Your answer is every line of the material below in which the string "nodes" occurs.

▶ [SUPPLIED MATERIAL]:
--- --- ---

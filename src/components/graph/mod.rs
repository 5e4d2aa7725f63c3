//! Node graph editor component.
//!
//! Renders nodes with typed anchors and the connections between them on an
//! HTML canvas, with:
//! - Pan and zoom through a [`Camera`] and pure world/camera/offset transforms
//! - Node dragging and drag-to-connect between output and input anchors
//! - Node types, colors and canvas size supplied through [`GraphConfig`]
//!
//! # Example
//!
//! ```ignore
//! use leptos_node_graph::{AnchorDef, AnchorSide, Graph, GraphConfig, GraphData, NodeTypeDef, Vec2};
//!
//! let config = GraphConfig::default().with_node_type(
//!     "constant",
//!     NodeTypeDef::new("Constant", vec![AnchorDef::new("value", "number", AnchorSide::Output)]),
//! );
//! let data = GraphData {
//!     nodes: vec![config.instantiate("constant", "c1", Vec2::new(0.0, 0.0))?],
//!     connections: vec![],
//! };
//!
//! view! { <Graph data=data config=config /> }
//! ```

pub mod anchor;
mod component;
pub mod config;
mod error;
pub mod layout;
mod render;
pub mod state;
pub mod theme;
pub mod transform;
mod types;
mod vector;

pub use anchor::{Anchor, AnchorSide, AnchorValue};
pub use component::Graph;
pub use config::{AnchorDef, GraphConfig, NodeTypeDef};
pub use error::{GraphError, Result};
pub use theme::{Color, Style};
pub use transform::{
	Camera, Surface, SurfaceSize, camera_to_offset, camera_to_world, offset_to_camera,
	world_to_camera,
};
pub use types::{Category, CategoryEntry, FullConnection, GraphData, GraphNode};
pub use vector::Vec2;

--- --- ---

▶ [ANSWER FOR THIS EXERCISE]:
//! Renders nodes with typed anchors and the connections between them on an
//!     nodes: vec![config.instantiate("constant", "c1", Vec2::new(0.0, 0.0))?],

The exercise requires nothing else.